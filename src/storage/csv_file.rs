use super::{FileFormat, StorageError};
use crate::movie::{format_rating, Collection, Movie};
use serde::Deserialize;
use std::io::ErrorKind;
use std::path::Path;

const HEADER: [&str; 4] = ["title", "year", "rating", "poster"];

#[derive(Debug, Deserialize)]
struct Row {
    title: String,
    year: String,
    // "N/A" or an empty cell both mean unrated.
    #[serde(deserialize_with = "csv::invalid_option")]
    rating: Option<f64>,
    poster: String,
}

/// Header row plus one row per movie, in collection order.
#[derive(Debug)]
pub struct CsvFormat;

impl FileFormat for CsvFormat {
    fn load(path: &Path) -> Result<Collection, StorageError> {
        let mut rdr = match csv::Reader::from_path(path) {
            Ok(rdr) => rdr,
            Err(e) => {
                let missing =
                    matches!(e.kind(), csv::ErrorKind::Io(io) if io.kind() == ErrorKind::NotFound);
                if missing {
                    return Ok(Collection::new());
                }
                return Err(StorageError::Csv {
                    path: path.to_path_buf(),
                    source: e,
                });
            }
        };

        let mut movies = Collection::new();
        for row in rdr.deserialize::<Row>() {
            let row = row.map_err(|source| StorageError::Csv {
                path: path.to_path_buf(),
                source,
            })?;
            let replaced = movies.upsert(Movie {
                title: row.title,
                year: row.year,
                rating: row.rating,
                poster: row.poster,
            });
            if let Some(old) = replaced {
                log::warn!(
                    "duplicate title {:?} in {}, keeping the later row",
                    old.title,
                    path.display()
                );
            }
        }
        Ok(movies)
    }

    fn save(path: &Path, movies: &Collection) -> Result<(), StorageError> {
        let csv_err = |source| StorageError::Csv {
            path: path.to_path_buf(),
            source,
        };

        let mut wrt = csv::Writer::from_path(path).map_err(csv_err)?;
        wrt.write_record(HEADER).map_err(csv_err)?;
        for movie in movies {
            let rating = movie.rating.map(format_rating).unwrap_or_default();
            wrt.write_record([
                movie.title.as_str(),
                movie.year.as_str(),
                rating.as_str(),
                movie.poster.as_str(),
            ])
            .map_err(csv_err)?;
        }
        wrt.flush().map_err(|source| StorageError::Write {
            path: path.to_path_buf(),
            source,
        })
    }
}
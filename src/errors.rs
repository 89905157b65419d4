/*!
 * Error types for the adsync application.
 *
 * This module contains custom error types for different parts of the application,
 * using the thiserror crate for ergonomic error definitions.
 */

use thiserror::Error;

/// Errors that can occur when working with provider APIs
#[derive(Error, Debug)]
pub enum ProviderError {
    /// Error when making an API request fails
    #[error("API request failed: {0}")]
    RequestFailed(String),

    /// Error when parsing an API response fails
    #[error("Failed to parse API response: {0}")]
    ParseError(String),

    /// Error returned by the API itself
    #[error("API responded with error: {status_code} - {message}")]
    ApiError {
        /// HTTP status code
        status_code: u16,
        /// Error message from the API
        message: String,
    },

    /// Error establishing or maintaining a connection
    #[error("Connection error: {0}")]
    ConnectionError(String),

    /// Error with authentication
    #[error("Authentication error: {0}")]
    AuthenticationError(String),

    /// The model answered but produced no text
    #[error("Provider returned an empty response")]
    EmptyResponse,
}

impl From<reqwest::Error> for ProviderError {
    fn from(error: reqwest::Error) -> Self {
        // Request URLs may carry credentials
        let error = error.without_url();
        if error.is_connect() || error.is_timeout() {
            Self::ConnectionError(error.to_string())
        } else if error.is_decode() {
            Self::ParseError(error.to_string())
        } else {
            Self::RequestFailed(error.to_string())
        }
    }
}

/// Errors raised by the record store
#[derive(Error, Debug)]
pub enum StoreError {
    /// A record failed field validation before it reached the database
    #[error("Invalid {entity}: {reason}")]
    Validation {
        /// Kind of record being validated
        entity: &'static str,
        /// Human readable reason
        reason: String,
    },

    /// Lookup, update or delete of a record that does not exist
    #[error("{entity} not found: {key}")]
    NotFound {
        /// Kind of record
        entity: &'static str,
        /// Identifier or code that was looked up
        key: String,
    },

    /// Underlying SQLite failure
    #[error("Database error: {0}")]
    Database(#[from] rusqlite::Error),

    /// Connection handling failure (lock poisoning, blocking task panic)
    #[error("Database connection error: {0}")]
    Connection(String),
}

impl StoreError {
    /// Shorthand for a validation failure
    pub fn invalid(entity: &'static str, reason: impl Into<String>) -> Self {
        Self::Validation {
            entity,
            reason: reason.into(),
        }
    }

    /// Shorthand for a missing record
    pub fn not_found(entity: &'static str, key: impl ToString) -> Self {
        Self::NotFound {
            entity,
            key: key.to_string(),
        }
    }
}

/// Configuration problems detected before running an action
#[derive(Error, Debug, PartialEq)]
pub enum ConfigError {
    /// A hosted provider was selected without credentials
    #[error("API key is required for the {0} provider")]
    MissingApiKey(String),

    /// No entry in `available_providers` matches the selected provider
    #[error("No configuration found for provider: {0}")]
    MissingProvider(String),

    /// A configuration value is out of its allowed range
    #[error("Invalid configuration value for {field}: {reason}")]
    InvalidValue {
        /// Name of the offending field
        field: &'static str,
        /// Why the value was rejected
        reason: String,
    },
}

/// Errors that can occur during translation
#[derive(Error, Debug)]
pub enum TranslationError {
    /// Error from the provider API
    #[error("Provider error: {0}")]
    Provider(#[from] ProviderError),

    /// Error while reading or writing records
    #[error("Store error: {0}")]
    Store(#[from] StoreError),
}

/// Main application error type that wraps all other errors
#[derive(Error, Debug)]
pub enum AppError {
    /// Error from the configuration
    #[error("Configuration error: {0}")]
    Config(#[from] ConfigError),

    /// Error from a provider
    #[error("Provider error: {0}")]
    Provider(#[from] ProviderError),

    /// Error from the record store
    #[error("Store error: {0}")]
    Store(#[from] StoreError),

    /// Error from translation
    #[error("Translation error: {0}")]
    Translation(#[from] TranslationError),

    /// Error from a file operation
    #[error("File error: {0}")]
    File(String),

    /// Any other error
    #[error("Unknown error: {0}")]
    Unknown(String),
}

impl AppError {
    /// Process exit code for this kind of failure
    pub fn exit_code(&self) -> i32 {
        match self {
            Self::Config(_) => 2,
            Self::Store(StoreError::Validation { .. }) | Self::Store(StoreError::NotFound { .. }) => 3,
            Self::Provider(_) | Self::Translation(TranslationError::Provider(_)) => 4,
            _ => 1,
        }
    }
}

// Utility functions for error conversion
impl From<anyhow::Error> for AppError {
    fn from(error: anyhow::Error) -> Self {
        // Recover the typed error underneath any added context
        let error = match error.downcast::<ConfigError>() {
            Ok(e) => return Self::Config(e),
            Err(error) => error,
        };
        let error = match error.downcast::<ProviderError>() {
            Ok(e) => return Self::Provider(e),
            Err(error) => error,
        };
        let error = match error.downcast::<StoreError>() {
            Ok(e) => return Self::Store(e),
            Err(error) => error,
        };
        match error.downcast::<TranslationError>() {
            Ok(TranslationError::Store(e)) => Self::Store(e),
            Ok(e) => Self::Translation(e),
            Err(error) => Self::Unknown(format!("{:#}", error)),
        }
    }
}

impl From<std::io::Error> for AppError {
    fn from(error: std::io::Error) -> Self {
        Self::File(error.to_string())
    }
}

——————

(Work required)
Your answer should consist of the lines from the listing that hold the word "thiserror".

(Your response)
 * using the thiserror crate for ergonomic error definitions.
use thiserror::Error;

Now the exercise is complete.